Below are several records. Retype exactly those lines running from the one with "directories as needed." through the one with "by the benchmarks.", end lines included, and no others.

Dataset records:
BEGIN
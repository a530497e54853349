//! TreeWalker - depth-first, pre-order directory walk

use std::io::{self, Write};
use std::path::Path;

use crate::error::{Result, TreeError};
use crate::output::{TreeFormatter, TreeOutput};

use super::ignore::IgnoreSet;
use super::traversal::{Entry, child_prefix, is_permission_denied, read_sorted_entries};

/// Lists one directory: filtered by the ignore set, sorted by name.
pub type ListDir = fn(&Path, &IgnoreSet) -> io::Result<Vec<Entry>>;

/// Counts gathered during a walk.
#[derive(Debug, Clone, Copy, Default, PartialEq, Eq)]
pub struct WalkSummary {
    /// Directories printed (the root excluded).
    pub directories: usize,
    pub files: usize,
    /// Directories whose contents were hidden by a permission error.
    pub skipped: usize,
}

/// Walks a directory and streams every entry to a `TreeOutput`.
/// Memory use is O(depth): nothing but the current listing is kept.
#[derive(Debug, Clone)]
pub struct TreeWalker {
    ignore: IgnoreSet,
    list_dir: ListDir,
}

impl TreeWalker {
    pub fn new() -> Self {
        Self {
            ignore: IgnoreSet::DEFAULT,
            list_dir: read_sorted_entries,
        }
    }

    /// Replace the directory listing (defaults to `read_sorted_entries`).
    pub fn with_list_dir(mut self, list_dir: ListDir) -> Self {
        self.list_dir = list_dir;
        self
    }

    /// Render the tree into `out` and flush it.
    ///
    /// The flush happens even when the walk aborts, so every line written
    /// before the failure reaches `out`. The walk error wins over a flush
    /// error.
    pub fn print<W: Write>(&self, root: &Path, out: W) -> Result<WalkSummary> {
        let mut formatter = TreeFormatter::new(out);
        let result = self.walk(root, &mut formatter);
        let flushed = formatter.into_inner();
        let summary = result?;
        flushed?;
        Ok(summary)
    }

    /// Print `root` as given, then everything below it.
    ///
    /// `root` is not checked up front; if it can't be listed for a reason
    /// other than permissions, the error comes back after the root line
    /// has been written.
    pub fn walk<O: TreeOutput>(&self, root: &Path, output: &mut O) -> Result<WalkSummary> {
        output.output_root(&root.display().to_string())?;

        let mut summary = WalkSummary::default();
        self.walk_dir(root, "", output, &mut summary)?;

        log::debug!(
            "{} directories, {} files, {} skipped",
            summary.directories,
            summary.files,
            summary.skipped
        );
        Ok(summary)
    }

    fn walk_dir<O: TreeOutput>(
        &self,
        path: &Path,
        prefix: &str,
        output: &mut O,
        summary: &mut WalkSummary,
    ) -> Result<()> {
        let entries = match (self.list_dir)(path, &self.ignore) {
            Ok(entries) => entries,
            Err(e) if is_permission_denied(&e) => {
                log::debug!("skipping {}: {}", path.display(), e);
                summary.skipped += 1;
                return Ok(());
            }
            Err(e) => return Err(TreeError::read_dir(path, e)),
        };

        let total = entries.len();
        for (i, entry) in entries.into_iter().enumerate() {
            let is_last = i + 1 == total;
            log::trace!("visiting {}", entry.path.display());

            output.output_node(&entry.name, is_last, prefix)?;

            if entry.is_dir() {
                summary.directories += 1;
                self.walk_dir(&entry.path, &child_prefix(prefix, is_last), output, summary)?;
            } else {
                summary.files += 1;
            }
        }

        Ok(())
    }
}

impl Default for TreeWalker {
    fn default() -> Self {
        Self::new()
    }
}
//! Test utilities for building throwaway directory trees.
//!
//! This module is only compiled for tests and benchmarks.

use std::fs;
use std::path::{Path, PathBuf};
use tempfile::TempDir;

/// A temporary directory tree for testing.
///
/// The directory is removed when dropped.
pub struct TestTree {
    dir: TempDir,
}

impl TestTree {
    /// Create a new empty temporary directory.
    pub fn new() -> Self {
        let dir = TempDir::new().expect("Failed to create temp dir");
        Self { dir }
    }

    /// Get the path to the temporary directory.
    pub fn path(&self) -> &Path {
        self.dir.path()
    }

    /// Add a file, creating parent directories as needed.
    pub fn add_file(&self, path: &str, content: &str) -> PathBuf {
        let full_path = self.dir.path().join(path);
        if let Some(parent) = full_path.parent() {
            fs::create_dir_all(parent).expect("Failed to create parent dirs");
        }
        fs::write(&full_path, content).expect("Failed to write file");
        full_path
    }

    /// Add an (empty) directory, creating parents as needed.
    pub fn add_dir(&self, path: &str) -> PathBuf {
        let full_path = self.dir.path().join(path);
        fs::create_dir_all(&full_path).expect("Failed to create dir");
        full_path
    }

    /// Fill the tree with `width` directories per level, `depth` levels
    /// deep, each holding `files` files. Used by the benchmarks.
    pub fn populate(&self, width: usize, depth: usize, files: usize) {
        fn fill(dir: &Path, width: usize, depth: usize, files: usize) {
            for f in 0..files {
                fs::write(dir.join(format!("file_{:03}.txt", f)), "")
                    .expect("Failed to write file");
            }
            if depth == 0 {
                return;
            }
            for d in 0..width {
                let sub = dir.join(format!("dir_{:03}", d));
                fs::create_dir(&sub).expect("Failed to create dir");
                fill(&sub, width, depth - 1, files);
            }
        }
        fill(self.dir.path(), width, depth, files);
    }
}

impl Default for TestTree {
    fn default() -> Self {
        Self::new()
    }
}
END
§ **Response area**:
    /// Add a file, creating parent directories as needed.
    pub fn add_file(&self, path: &str, content: &str) -> PathBuf {
        let full_path = self.dir.path().join(path);
        if let Some(parent) = full_path.parent() {
            fs::create_dir_all(parent).expect("Failed to create parent dirs");
        }
        fs::write(&full_path, content).expect("Failed to write file");
        full_path
    }

    /// Add an (empty) directory, creating parents as needed.
    pub fn add_dir(&self, path: &str) -> PathBuf {
        let full_path = self.dir.path().join(path);
        fs::create_dir_all(&full_path).expect("Failed to create dir");
        full_path
    }

    /// Fill the tree with `width` directories per level, `depth` levels
    /// deep, each holding `files` files. Used by the benchmarks.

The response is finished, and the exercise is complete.